Once every line holding "Parses" in the listing below has been found, give their number and nothing more.

:::::

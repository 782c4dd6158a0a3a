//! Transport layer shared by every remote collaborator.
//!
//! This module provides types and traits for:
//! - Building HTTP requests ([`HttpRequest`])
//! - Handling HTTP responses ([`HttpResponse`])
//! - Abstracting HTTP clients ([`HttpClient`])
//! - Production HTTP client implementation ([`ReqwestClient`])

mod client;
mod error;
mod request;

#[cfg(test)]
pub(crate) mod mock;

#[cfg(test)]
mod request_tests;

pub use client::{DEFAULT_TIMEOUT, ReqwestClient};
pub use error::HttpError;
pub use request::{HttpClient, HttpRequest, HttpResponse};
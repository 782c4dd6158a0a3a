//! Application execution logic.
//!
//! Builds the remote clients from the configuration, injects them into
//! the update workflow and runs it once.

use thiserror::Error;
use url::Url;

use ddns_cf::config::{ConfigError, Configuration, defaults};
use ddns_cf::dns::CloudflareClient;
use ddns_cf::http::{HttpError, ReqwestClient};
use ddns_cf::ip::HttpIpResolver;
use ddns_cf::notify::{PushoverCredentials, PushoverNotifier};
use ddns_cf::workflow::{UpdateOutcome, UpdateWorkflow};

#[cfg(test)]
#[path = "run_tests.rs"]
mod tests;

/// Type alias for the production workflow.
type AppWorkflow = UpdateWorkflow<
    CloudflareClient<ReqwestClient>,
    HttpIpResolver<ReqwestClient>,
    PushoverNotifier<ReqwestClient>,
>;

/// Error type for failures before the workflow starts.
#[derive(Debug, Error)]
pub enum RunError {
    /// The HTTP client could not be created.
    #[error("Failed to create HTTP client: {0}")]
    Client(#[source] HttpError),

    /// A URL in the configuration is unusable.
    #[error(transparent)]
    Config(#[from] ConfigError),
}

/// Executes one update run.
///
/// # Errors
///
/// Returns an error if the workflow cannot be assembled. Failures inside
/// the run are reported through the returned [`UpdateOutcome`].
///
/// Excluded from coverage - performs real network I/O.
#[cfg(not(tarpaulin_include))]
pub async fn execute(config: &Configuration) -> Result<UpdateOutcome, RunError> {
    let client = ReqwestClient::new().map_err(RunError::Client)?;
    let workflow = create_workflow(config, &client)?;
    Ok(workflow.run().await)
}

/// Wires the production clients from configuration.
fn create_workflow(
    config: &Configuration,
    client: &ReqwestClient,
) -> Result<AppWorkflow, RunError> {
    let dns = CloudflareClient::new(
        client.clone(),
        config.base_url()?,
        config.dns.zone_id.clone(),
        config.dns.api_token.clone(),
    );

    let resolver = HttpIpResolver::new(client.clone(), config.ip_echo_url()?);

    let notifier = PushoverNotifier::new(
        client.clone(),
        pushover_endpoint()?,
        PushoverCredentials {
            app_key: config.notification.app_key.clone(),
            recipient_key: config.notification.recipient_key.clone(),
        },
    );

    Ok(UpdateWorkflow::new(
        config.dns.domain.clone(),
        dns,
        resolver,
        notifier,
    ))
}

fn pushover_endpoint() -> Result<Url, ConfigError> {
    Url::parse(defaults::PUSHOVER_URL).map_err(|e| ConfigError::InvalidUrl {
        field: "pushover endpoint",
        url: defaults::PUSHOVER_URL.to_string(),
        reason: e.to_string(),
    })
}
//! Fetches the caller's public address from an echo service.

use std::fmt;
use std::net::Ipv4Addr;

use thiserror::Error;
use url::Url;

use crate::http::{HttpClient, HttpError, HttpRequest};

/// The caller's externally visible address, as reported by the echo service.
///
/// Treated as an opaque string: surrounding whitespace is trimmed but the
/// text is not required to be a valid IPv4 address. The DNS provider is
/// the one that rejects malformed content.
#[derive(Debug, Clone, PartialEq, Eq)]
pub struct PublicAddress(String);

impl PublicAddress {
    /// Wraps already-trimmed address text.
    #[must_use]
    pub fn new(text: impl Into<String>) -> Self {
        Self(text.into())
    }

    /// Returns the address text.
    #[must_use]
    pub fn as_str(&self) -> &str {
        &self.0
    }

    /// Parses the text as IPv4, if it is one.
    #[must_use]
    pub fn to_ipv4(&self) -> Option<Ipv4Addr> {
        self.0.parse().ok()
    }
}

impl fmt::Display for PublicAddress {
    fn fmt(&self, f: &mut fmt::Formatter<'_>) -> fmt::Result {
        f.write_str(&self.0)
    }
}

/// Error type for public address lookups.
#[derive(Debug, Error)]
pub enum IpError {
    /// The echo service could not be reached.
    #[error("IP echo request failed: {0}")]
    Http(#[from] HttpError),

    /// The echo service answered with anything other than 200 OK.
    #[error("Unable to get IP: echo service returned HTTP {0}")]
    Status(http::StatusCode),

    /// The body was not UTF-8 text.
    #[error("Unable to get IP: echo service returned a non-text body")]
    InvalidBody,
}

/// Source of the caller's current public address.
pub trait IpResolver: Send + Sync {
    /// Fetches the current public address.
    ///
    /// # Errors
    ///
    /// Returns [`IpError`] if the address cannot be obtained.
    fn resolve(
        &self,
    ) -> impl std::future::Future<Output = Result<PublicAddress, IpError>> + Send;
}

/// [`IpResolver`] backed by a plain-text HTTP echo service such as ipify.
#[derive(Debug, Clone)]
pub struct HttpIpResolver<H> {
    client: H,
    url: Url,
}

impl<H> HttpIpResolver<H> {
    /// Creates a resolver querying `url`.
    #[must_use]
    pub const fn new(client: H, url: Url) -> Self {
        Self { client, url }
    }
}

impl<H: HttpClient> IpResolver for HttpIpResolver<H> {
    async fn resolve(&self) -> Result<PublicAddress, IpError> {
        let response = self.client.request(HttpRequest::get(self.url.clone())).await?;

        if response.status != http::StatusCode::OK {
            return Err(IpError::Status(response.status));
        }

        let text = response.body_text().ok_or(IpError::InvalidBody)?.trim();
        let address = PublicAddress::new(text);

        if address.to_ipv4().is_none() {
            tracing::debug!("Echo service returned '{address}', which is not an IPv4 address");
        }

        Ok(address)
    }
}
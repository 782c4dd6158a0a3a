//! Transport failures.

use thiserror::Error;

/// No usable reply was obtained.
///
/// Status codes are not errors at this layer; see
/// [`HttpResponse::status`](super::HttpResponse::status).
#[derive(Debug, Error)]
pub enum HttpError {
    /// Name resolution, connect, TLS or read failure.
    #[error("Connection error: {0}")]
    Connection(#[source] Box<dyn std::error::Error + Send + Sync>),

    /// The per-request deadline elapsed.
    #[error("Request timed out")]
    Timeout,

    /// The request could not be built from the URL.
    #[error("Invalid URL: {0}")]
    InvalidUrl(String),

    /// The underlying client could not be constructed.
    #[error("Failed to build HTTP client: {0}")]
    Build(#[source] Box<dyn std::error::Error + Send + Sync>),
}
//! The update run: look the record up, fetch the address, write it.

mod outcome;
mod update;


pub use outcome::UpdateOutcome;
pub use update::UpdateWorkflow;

:::::

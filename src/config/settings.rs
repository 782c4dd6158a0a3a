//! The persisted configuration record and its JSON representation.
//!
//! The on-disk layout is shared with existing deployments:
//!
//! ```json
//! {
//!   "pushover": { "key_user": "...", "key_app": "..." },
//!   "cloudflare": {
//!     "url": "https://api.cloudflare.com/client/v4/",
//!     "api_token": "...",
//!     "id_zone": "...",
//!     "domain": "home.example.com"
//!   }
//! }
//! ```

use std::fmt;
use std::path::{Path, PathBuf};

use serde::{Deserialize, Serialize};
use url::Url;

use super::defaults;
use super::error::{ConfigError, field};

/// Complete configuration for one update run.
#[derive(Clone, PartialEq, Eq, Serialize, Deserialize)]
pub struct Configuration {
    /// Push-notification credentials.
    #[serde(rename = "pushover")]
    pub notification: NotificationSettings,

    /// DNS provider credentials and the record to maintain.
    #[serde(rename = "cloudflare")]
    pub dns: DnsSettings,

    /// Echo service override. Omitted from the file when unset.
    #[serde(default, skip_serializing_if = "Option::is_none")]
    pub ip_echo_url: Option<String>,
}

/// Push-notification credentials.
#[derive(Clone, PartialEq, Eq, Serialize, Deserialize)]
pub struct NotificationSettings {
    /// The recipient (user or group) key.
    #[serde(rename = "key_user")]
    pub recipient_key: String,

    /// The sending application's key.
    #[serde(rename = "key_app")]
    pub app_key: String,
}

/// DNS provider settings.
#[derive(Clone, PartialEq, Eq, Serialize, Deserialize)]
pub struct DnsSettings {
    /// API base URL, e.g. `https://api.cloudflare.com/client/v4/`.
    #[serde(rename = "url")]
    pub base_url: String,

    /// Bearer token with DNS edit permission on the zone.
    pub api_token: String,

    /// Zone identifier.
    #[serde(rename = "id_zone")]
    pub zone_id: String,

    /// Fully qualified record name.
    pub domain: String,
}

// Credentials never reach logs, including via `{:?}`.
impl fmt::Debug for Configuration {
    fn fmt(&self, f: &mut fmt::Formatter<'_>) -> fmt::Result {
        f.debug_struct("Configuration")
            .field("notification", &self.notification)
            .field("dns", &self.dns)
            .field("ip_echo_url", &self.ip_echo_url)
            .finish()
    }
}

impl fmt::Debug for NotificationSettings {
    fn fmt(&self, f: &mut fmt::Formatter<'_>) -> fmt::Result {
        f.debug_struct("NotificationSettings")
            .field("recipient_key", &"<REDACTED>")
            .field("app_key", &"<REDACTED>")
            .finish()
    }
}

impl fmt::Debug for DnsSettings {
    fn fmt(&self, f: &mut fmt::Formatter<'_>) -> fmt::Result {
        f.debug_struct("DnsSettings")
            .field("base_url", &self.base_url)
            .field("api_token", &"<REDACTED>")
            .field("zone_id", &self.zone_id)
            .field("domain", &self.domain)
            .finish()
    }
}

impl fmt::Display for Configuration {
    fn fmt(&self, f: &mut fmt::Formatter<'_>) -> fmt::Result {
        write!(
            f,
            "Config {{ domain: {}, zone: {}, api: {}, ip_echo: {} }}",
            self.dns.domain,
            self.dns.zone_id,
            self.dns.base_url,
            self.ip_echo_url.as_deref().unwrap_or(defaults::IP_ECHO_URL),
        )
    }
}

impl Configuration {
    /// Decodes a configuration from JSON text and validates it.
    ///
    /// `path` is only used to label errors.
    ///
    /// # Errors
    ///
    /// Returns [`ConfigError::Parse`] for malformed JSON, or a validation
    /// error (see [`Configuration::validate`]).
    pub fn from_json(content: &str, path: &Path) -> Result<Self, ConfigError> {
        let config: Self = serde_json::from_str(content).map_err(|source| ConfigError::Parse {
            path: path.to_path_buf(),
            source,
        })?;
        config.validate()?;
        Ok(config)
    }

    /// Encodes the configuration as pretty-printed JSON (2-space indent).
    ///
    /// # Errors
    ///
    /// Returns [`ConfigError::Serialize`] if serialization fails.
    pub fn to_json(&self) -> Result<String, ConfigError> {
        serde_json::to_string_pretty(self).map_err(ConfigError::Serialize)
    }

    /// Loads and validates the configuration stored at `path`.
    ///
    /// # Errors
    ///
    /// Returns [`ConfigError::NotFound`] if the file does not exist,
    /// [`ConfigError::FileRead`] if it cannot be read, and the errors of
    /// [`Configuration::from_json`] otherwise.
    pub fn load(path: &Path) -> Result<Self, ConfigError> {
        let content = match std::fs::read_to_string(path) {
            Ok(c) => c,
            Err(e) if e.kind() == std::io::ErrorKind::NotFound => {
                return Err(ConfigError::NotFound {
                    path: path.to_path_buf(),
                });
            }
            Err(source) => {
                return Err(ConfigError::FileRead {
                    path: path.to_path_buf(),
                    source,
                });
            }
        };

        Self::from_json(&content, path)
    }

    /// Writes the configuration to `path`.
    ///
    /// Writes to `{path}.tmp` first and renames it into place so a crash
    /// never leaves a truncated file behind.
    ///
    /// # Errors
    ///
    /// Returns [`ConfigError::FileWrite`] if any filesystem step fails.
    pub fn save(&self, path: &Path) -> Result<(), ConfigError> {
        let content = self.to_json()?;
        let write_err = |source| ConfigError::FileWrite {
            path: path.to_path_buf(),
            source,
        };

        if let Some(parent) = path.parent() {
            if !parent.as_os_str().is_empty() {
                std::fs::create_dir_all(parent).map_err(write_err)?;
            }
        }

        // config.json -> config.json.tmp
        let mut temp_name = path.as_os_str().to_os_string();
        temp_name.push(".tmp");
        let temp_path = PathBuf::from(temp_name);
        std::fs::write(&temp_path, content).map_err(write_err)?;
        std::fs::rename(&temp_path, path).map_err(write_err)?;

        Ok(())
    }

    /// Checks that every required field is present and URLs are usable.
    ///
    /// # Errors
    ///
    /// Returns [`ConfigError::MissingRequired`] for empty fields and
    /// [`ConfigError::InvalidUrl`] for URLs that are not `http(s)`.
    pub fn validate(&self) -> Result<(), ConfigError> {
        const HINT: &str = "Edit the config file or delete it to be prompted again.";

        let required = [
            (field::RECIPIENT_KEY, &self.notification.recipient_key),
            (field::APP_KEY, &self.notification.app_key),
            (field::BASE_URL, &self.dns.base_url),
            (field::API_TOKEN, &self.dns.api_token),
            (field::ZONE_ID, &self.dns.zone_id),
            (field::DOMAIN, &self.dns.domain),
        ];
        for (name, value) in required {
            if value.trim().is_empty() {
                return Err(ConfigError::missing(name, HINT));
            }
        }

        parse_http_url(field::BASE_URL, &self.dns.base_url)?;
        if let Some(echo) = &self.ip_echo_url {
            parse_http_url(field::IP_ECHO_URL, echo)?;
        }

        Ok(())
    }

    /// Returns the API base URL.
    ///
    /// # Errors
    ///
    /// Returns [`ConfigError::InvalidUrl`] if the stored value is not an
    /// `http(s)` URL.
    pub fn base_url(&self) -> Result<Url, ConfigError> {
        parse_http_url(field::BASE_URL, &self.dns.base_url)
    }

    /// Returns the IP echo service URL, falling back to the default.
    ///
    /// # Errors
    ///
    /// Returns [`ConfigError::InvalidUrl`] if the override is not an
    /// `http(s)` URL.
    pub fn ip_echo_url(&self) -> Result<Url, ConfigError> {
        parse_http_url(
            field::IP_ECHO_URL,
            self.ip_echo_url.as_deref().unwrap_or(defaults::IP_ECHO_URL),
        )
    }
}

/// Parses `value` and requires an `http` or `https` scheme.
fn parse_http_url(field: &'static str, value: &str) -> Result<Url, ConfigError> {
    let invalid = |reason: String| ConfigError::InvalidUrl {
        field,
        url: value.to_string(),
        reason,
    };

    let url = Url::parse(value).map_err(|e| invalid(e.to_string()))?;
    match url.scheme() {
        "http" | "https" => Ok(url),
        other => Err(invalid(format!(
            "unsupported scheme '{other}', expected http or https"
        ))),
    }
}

:::::

# The answer
2